描述（由申请人提供）： 本提案的目的是证明具有可编程增益的间接平板探测器的可行性，该间接平板探测器基于结构化闪烁体-碘化铯（Csl）、具有增加的增益的雪崩非晶硒（a-Se）光电导体（我们称之为HARP）和有源矩阵（AM）薄膜晶体管（TFT）读出，并改善平板X射线成像探测器的低剂量成像性能。我们将正在研究的探测器称为SHARP-AMFPI（闪烁器HARP有源矩阵平板成像仪）。它将在荧光透视、乳腺X射线摄影和数字断层合成中提供更好的图像质量，现有的平板探测器无法达到量子噪声限制。此外，HARP中固有的高电场和电荷载流子迁移率允许更好的时间成像性能，这导致更少的图像伪影和更好的诊断准确性。
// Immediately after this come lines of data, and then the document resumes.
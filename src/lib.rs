#![allow(non_snake_case)]

pub mod config;
pub mod events;
pub mod handlers;
pub mod logging;
pub mod models;
pub mod runtime;
pub mod service;
pub mod storage;
pub mod tasks;
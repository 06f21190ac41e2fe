use std::collections::BTreeMap;

use serde::{Deserialize, Serialize};

use crate::models::slot::Slot;

/// Mapping from grid slot to event label.
///
/// Iteration follows grid order. Writes go through
/// [`crate::service::schedule_service::ScheduleService`], which enforces the
/// occupancy rules; this type only stores.
#[derive(Debug, Clone, Default, PartialEq, Eq, Serialize, Deserialize)]
#[serde(transparent)]
pub struct Schedule {
    events: BTreeMap<Slot, String>,
}

impl Schedule {
    pub fn new() -> Self {
        Self::default()
    }

    pub fn get(&self, slot: Slot) -> Option<&str> {
        self.events.get(&slot).map(String::as_str)
    }

    pub fn is_occupied(&self, slot: Slot) -> bool {
        self.events.contains_key(&slot)
    }

    pub fn len(&self) -> usize {
        self.events.len()
    }

    pub fn is_empty(&self) -> bool {
        self.events.is_empty()
    }

    pub fn iter(&self) -> impl Iterator<Item = (Slot, &str)> {
        self.events.iter().map(|(slot, label)| (*slot, label.as_str()))
    }

    /// First slot, in grid order, whose label contains `query` ignoring case.
    pub fn find_by_label_substring(&self, query: &str) -> Option<Slot> {
        let needle = query.trim().to_lowercase();
        if needle.is_empty() {
            return None;
        }
        self.iter()
            .find(|(_, label)| label.to_lowercase().contains(&needle))
            .map(|(slot, _)| slot)
    }

    /// True when `slot` holds a label containing `query` ignoring case.
    pub fn label_at_contains(&self, slot: Slot, query: &str) -> bool {
        let needle = query.trim().to_lowercase();
        self.get(slot)
            .is_some_and(|label| label.to_lowercase().contains(&needle))
    }

    pub(crate) fn insert(&mut self, slot: Slot, label: String) -> Option<String> {
        self.events.insert(slot, label)
    }

    pub(crate) fn remove(&mut self, slot: Slot) -> Option<String> {
        self.events.remove(&slot)
    }

    pub(crate) fn clear(&mut self) -> usize {
        let count = self.events.len();
        self.events.clear();
        count
    }
}

impl FromIterator<(Slot, String)> for Schedule {
    fn from_iter<T: IntoIterator<Item = (Slot, String)>>(iter: T) -> Self {
        Self {
            events: iter.into_iter().collect(),
        }
    }
}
具体目标是：（1）理解和优化CsI和HARP的基本成像特性以用于不同的X射线成像应用;（2）使用光学耦合到优化的CsI层的原型HARP管来展示SHARP的优异的低剂量和高速性能;（3）识别构建SHARP-AMFPI的潜在实际困难并开发解决它们的工程方法;（4）论证了所提出的检测器的实际可行性。我们的研究设计和方法是发展实验和建模技术来研究Csl和HARP的基本成像特性，用实验结果验证模型的有效性，以便模型可以用于优化探测器的设计参数。我们将使用三个渐进步骤来研究检测器的可行性：首先，将使用成熟的HARP电子束读出技术来证明雪崩增益对图像质量的优势，然后将基于现有的TFT阵列和HARP层沉积技术制作混合原型探测器，以便可以充分研究这两种器件之间的兼容性问题，最后，将使用可扩展到大面积的过程来构建集成的原型探测器，以证明SHARP-AMFPI的最终可行性。将评估其X射线成像性能，并与现有的FPI技术进行比较，以便证明其在低剂量和高帧率下的性能改进。